◆ EXERCISE AIM: Print each record below character for character.

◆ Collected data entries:
=== Section Start ===

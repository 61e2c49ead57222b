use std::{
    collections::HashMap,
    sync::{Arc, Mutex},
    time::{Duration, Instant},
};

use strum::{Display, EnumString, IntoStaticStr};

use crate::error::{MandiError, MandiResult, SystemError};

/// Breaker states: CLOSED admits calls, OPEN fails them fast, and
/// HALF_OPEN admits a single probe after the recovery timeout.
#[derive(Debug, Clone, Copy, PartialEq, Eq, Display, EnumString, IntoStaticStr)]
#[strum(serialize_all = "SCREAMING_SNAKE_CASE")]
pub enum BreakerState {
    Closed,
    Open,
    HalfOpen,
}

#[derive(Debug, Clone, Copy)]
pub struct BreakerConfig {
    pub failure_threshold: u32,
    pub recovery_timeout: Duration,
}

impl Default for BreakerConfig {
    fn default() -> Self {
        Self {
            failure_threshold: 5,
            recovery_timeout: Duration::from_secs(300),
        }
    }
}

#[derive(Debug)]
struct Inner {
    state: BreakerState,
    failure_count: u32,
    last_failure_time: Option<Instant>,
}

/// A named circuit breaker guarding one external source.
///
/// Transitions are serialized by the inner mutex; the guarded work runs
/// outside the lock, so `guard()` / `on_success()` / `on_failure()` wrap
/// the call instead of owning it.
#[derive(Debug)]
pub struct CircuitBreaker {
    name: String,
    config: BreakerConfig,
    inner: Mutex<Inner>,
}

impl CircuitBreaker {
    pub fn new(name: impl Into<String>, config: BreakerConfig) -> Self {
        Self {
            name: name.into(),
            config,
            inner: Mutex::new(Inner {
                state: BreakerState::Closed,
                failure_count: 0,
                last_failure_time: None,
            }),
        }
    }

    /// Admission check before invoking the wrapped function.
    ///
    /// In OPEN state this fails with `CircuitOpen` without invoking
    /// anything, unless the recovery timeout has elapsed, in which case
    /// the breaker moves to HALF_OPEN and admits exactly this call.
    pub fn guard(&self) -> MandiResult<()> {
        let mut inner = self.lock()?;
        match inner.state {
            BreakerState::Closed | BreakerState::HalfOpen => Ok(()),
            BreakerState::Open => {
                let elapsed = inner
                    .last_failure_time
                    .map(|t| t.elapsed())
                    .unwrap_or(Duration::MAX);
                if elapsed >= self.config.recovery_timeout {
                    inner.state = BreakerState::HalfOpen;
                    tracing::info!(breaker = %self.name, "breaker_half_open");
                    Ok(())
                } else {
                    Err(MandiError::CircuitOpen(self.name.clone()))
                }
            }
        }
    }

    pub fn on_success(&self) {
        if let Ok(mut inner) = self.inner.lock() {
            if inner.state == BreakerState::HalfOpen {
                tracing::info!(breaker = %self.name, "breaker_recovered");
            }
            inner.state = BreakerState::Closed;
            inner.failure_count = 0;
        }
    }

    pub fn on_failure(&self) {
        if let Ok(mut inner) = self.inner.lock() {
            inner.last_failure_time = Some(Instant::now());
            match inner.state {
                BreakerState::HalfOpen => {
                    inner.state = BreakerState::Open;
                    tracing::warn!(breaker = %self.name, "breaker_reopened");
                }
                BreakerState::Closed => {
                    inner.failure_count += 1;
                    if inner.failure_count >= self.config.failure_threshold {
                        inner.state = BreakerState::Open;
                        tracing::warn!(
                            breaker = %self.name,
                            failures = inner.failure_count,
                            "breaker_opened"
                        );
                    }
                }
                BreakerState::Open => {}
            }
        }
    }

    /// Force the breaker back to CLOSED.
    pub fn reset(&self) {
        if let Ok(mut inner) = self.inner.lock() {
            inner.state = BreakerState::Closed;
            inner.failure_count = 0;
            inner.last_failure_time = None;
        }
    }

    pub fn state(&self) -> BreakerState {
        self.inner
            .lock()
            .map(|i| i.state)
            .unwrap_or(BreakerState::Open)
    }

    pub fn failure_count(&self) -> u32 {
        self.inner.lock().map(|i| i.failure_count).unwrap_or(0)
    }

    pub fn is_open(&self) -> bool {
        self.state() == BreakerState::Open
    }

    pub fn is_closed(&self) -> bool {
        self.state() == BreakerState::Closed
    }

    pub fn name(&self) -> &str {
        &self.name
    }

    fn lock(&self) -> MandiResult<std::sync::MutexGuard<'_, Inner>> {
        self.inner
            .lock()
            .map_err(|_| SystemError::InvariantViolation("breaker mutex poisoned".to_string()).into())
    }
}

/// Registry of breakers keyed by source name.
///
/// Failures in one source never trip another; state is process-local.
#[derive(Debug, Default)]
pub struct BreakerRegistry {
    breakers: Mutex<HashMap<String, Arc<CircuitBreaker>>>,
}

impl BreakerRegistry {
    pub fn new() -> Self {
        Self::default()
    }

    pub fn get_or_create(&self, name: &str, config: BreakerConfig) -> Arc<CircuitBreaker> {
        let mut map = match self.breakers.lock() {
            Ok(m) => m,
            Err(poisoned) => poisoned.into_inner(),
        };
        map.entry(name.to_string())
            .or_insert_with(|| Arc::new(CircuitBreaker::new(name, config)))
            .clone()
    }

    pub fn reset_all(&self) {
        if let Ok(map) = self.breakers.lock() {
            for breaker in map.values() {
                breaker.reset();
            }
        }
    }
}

=== Section End ===

◆ OUTPUT BELOW:
repository 61e2c49ead57222b
use std::{
    collections::HashMap,
    sync::{Arc, Mutex},
    time::{Duration, Instant},
};

use strum::{Display, EnumString, IntoStaticStr};

use crate::error::{MandiError, MandiResult, SystemError};

/// Breaker states: CLOSED admits calls, OPEN fails them fast, and
/// HALF_OPEN admits a single probe after the recovery timeout.
#[derive(Debug, Clone, Copy, PartialEq, Eq, Display, EnumString, IntoStaticStr)]
#[strum(serialize_all = "SCREAMING_SNAKE_CASE")]
pub enum BreakerState {
    Closed,
    Open,
    HalfOpen,
}

#[derive(Debug, Clone, Copy)]
pub struct BreakerConfig {
    pub failure_threshold: u32,
    pub recovery_timeout: Duration,
}

impl Default for BreakerConfig {
    fn default() -> Self {
        Self {
            failure_threshold: 5,
            recovery_timeout: Duration::from_secs(300),
        }
    }
}

#[derive(Debug)]
struct Inner {
    state: BreakerState,
    failure_count: u32,
    last_failure_time: Option<Instant>,
}

/// A named circuit breaker guarding one external source.
///
/// Transitions are serialized by the inner mutex; the guarded work runs
/// outside the lock, so `guard()` / `on_success()` / `on_failure()` wrap
/// the call instead of owning it.
#[derive(Debug)]
pub struct CircuitBreaker {
    name: String,
    config: BreakerConfig,
    inner: Mutex<Inner>,
}

impl CircuitBreaker {
    pub fn new(name: impl Into<String>, config: BreakerConfig) -> Self {
        Self {
            name: name.into(),
            config,
            inner: Mutex::new(Inner {
                state: BreakerState::Closed,
                failure_count: 0,
                last_failure_time: None,
            }),
        }
    }

    /// Admission check before invoking the wrapped function.
    ///
    /// In OPEN state this fails with `CircuitOpen` without invoking
    /// anything, unless the recovery timeout has elapsed, in which case
    /// the breaker moves to HALF_OPEN and admits exactly this call.
    pub fn guard(&self) -> MandiResult<()> {
        let mut inner = self.lock()?;
        match inner.state {
            BreakerState::Closed | BreakerState::HalfOpen => Ok(()),
            BreakerState::Open => {
                let elapsed = inner
                    .last_failure_time
                    .map(|t| t.elapsed())
                    .unwrap_or(Duration::MAX);
                if elapsed >= self.config.recovery_timeout {
                    inner.state = BreakerState::HalfOpen;
                    tracing::info!(breaker = %self.name, "breaker_half_open");
                    Ok(())
                } else {
                    Err(MandiError::CircuitOpen(self.name.clone()))
                }
            }
        }
    }

    pub fn on_success(&self) {
        if let Ok(mut inner) = self.inner.lock() {
            if inner.state == BreakerState::HalfOpen {
                tracing::info!(breaker = %self.name, "breaker_recovered");
            }
            inner.state = BreakerState::Closed;
            inner.failure_count = 0;
        }
    }

    pub fn on_failure(&self) {
        if let Ok(mut inner) = self.inner.lock() {
            inner.last_failure_time = Some(Instant::now());
            match inner.state {
                BreakerState::HalfOpen => {
                    inner.state = BreakerState::Open;
                    tracing::warn!(breaker = %self.name, "breaker_reopened");
                }
                BreakerState::Closed => {
                    inner.failure_count += 1;
                    if inner.failure_count >= self.config.failure_threshold {
                        inner.state = BreakerState::Open;
                        tracing::warn!(
                            breaker = %self.name,
                            failures = inner.failure_count,
                            "breaker_opened"
                        );
                    }
                }
                BreakerState::Open => {}
            }
        }
    }

    /// Force the breaker back to CLOSED.
    pub fn reset(&self) {
        if let Ok(mut inner) = self.inner.lock() {
            inner.state = BreakerState::Closed;
            inner.failure_count = 0;
            inner.last_failure_time = None;
        }
    }

    pub fn state(&self) -> BreakerState {
        self.inner
            .lock()
            .map(|i| i.state)
            .unwrap_or(BreakerState::Open)
    }

    pub fn failure_count(&self) -> u32 {
        self.inner.lock().map(|i| i.failure_count).unwrap_or(0)
    }

    pub fn is_open(&self) -> bool {
        self.state() == BreakerState::Open
    }

    pub fn is_closed(&self) -> bool {
        self.state() == BreakerState::Closed
    }

    pub fn name(&self) -> &str {
        &self.name
    }

    fn lock(&self) -> MandiResult<std::sync::MutexGuard<'_, Inner>> {
        self.inner
            .lock()
            .map_err(|_| SystemError::InvariantViolation("breaker mutex poisoned".to_string()).into())
    }
}

/// Registry of breakers keyed by source name.
///
/// Failures in one source never trip another; state is process-local.
#[derive(Debug, Default)]
pub struct BreakerRegistry {
    breakers: Mutex<HashMap<String, Arc<CircuitBreaker>>>,
}

impl BreakerRegistry {
    pub fn new() -> Self {
        Self::default()
    }

    pub fn get_or_create(&self, name: &str, config: BreakerConfig) -> Arc<CircuitBreaker> {
        let mut map = match self.breakers.lock() {
            Ok(m) => m,
            Err(poisoned) => poisoned.into_inner(),
        };
        map.entry(name.to_string())
            .or_insert_with(|| Arc::new(CircuitBreaker::new(name, config)))
            .clone()
    }

    pub fn reset_all(&self) {
        if let Ok(map) = self.breakers.lock() {
            for breaker in map.values() {
                breaker.reset();
            }
        }
    }
}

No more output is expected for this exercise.